### LISTED RECORDS

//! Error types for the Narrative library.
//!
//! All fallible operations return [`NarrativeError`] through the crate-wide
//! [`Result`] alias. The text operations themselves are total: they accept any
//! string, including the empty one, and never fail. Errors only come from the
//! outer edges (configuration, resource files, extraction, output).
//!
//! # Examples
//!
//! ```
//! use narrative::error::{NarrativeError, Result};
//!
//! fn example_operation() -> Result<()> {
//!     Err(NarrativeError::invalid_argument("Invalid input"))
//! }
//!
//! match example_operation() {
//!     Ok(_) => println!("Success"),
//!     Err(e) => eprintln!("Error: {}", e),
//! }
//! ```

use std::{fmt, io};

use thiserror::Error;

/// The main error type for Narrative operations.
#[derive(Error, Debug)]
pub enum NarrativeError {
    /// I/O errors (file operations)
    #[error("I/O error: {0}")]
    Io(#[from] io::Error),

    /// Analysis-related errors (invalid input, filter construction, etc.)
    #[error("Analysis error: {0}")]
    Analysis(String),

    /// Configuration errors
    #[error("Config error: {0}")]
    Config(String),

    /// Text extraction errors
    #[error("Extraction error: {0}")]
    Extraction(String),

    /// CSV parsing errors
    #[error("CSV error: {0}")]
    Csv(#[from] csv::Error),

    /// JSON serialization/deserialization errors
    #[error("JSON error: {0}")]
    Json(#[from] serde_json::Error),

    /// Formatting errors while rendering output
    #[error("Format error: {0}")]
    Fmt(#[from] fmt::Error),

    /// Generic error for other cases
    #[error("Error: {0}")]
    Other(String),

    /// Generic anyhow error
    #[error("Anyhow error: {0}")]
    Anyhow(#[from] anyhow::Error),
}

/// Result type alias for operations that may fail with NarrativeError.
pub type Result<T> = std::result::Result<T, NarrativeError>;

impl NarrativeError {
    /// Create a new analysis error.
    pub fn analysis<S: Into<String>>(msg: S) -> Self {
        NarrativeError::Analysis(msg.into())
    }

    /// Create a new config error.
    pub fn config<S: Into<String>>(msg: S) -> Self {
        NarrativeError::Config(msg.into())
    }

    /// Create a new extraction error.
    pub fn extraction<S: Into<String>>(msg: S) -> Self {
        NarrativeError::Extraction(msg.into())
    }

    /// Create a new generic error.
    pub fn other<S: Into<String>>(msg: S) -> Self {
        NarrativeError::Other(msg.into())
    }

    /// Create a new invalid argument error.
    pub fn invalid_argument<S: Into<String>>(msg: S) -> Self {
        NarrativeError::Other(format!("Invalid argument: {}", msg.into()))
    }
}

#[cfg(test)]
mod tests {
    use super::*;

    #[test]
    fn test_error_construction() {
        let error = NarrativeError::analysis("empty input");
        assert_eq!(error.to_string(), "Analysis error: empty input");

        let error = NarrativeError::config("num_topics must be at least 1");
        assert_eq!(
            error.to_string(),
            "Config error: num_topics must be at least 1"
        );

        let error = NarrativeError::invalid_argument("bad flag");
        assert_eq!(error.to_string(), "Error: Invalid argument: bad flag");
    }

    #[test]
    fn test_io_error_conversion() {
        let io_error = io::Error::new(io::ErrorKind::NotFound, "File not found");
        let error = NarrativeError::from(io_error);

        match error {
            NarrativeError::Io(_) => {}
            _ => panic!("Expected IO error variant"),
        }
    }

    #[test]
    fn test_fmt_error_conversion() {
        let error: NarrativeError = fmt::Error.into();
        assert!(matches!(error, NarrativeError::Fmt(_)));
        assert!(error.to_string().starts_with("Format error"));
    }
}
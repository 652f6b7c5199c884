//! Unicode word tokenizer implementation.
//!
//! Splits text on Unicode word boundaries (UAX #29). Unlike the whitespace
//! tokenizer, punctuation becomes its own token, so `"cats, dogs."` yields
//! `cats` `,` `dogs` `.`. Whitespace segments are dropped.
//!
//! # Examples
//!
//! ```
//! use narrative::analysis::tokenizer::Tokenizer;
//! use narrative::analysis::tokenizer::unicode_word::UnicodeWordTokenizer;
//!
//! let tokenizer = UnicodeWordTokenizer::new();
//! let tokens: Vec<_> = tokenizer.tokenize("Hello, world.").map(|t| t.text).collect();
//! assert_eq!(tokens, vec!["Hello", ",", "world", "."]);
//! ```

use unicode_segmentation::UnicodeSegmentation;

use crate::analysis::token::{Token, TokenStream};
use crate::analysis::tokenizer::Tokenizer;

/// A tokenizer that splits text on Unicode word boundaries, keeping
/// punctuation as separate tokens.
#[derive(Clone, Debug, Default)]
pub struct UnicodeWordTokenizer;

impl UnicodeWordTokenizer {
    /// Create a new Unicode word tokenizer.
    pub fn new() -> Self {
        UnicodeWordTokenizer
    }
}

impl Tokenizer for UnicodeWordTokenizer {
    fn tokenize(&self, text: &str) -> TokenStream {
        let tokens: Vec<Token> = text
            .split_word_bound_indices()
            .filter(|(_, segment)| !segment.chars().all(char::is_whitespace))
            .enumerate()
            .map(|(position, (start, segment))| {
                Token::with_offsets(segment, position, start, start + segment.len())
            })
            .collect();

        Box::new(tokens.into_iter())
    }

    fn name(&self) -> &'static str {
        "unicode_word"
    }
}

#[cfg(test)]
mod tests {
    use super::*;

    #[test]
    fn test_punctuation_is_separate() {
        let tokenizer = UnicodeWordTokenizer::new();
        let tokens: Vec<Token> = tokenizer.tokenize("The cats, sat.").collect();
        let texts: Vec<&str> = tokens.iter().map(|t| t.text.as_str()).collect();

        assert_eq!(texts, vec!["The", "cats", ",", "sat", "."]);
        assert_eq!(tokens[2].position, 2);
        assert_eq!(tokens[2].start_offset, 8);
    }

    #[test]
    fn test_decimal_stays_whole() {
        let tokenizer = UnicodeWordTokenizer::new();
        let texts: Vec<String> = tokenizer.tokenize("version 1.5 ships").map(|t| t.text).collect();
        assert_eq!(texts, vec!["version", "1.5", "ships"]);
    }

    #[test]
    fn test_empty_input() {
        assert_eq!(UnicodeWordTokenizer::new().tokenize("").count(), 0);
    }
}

######
### LISTED RECORDS

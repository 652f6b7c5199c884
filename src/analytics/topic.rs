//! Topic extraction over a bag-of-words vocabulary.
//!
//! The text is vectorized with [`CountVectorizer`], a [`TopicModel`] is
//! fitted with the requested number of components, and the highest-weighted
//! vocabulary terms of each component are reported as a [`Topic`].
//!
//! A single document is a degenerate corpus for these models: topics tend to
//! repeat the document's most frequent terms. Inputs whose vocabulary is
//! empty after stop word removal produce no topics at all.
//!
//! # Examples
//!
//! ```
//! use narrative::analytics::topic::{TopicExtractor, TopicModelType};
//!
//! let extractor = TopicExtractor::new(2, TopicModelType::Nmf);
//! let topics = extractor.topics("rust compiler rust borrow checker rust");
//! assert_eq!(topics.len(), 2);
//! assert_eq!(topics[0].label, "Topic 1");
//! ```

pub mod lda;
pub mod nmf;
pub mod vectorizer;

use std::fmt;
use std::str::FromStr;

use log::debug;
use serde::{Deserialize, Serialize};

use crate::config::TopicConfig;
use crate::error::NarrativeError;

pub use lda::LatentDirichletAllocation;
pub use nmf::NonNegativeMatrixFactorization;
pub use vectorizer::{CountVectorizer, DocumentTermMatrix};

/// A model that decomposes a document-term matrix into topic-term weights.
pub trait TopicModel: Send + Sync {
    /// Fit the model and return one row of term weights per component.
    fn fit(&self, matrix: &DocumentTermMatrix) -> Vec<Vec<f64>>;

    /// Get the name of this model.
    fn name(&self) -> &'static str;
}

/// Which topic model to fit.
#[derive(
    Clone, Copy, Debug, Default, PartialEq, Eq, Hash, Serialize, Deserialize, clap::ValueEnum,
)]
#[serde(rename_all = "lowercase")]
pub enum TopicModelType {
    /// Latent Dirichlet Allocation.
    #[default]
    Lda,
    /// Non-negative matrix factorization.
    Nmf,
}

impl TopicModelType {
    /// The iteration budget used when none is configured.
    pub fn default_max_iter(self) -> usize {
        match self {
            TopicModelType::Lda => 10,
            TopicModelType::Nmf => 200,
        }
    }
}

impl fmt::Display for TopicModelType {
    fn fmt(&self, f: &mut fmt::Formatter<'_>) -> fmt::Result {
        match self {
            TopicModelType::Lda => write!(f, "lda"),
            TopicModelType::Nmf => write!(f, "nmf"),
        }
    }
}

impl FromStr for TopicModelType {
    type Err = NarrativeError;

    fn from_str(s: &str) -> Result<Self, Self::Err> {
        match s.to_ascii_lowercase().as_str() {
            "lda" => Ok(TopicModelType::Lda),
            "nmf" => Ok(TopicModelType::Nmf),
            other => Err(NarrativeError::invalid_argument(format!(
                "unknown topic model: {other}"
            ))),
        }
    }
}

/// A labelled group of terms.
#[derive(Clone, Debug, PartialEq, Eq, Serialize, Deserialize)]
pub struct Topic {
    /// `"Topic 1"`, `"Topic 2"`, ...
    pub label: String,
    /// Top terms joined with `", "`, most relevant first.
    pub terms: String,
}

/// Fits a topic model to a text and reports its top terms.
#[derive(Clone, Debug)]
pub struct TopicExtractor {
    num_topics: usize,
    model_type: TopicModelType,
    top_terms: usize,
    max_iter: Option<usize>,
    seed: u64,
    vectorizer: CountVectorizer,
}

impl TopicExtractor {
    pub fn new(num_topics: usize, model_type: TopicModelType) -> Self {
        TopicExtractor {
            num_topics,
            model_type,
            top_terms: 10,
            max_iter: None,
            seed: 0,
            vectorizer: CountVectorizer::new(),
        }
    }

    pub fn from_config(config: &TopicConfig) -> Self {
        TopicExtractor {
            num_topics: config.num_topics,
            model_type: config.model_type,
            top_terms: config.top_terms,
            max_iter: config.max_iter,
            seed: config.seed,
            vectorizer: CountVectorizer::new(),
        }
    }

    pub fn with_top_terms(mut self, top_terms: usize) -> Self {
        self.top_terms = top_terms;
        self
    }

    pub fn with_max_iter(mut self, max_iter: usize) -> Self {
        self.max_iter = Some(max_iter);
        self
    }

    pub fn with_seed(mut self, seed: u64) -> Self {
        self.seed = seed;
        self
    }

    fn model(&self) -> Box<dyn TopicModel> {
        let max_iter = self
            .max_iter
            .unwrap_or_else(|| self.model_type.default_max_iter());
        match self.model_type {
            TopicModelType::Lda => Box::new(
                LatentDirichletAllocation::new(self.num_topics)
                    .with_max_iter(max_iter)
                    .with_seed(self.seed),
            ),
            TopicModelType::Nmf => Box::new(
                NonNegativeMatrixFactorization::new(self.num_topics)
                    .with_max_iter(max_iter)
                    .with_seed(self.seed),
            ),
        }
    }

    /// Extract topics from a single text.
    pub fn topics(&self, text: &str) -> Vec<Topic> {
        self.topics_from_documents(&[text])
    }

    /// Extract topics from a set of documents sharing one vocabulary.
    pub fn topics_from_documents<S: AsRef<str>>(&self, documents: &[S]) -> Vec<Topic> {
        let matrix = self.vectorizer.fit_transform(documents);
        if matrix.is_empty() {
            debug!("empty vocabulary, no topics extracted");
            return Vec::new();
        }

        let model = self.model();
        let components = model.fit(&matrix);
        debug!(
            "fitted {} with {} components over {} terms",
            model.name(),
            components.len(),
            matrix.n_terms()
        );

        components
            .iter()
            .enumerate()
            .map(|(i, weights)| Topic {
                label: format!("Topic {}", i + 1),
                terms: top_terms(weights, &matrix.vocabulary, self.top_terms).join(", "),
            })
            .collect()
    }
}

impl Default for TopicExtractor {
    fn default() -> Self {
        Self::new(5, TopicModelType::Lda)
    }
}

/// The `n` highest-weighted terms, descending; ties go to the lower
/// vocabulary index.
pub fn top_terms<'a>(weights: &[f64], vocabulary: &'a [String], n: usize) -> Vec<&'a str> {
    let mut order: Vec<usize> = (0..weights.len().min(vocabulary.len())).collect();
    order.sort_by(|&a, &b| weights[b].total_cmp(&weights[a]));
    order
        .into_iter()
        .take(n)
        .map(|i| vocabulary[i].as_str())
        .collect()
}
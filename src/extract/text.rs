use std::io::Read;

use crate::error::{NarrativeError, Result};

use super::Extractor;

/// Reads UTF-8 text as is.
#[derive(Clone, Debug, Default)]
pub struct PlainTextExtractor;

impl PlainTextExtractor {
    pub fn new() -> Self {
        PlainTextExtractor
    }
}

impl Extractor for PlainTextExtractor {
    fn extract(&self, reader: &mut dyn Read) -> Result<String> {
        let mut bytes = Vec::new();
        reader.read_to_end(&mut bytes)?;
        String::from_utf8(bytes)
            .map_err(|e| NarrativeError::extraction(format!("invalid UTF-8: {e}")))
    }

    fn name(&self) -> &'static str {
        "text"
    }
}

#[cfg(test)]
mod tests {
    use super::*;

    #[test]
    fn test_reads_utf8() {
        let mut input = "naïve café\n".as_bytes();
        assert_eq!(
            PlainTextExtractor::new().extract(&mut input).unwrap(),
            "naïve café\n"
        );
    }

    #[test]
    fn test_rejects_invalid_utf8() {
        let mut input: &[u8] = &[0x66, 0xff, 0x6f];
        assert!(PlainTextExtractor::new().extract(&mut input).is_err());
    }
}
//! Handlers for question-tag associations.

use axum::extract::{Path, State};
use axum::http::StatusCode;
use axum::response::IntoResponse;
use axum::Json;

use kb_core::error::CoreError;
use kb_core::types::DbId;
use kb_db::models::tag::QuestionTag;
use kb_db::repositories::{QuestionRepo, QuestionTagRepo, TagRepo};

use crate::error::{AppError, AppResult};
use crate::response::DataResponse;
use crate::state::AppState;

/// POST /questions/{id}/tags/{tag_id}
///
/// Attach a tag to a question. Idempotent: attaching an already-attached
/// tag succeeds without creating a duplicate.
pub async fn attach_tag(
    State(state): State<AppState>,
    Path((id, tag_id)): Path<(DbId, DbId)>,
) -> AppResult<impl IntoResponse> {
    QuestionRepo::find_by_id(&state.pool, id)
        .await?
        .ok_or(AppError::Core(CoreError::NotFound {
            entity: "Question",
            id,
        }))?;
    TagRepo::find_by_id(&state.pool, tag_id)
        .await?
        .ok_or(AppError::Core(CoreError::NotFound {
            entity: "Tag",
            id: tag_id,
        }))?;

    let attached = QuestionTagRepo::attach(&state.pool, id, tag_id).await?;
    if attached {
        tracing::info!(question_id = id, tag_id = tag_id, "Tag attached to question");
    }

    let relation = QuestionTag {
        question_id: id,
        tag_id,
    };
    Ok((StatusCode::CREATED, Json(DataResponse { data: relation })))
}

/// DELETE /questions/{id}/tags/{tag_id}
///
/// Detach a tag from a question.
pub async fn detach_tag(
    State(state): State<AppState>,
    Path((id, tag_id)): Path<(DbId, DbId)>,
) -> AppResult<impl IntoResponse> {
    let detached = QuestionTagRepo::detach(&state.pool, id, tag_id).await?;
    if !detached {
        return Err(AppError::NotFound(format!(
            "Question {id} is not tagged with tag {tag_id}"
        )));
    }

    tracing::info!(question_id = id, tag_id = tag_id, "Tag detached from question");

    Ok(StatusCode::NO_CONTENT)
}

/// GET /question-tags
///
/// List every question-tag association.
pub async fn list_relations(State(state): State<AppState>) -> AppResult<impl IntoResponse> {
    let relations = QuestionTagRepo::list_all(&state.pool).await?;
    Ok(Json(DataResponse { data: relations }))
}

######

Among the lines above, find those with the word "filter". Copy them.

    /// Analysis-related errors (invalid input, filter construction, etc.)
            .filter(|(_, segment)| !segment.chars().all(char::is_whitespace))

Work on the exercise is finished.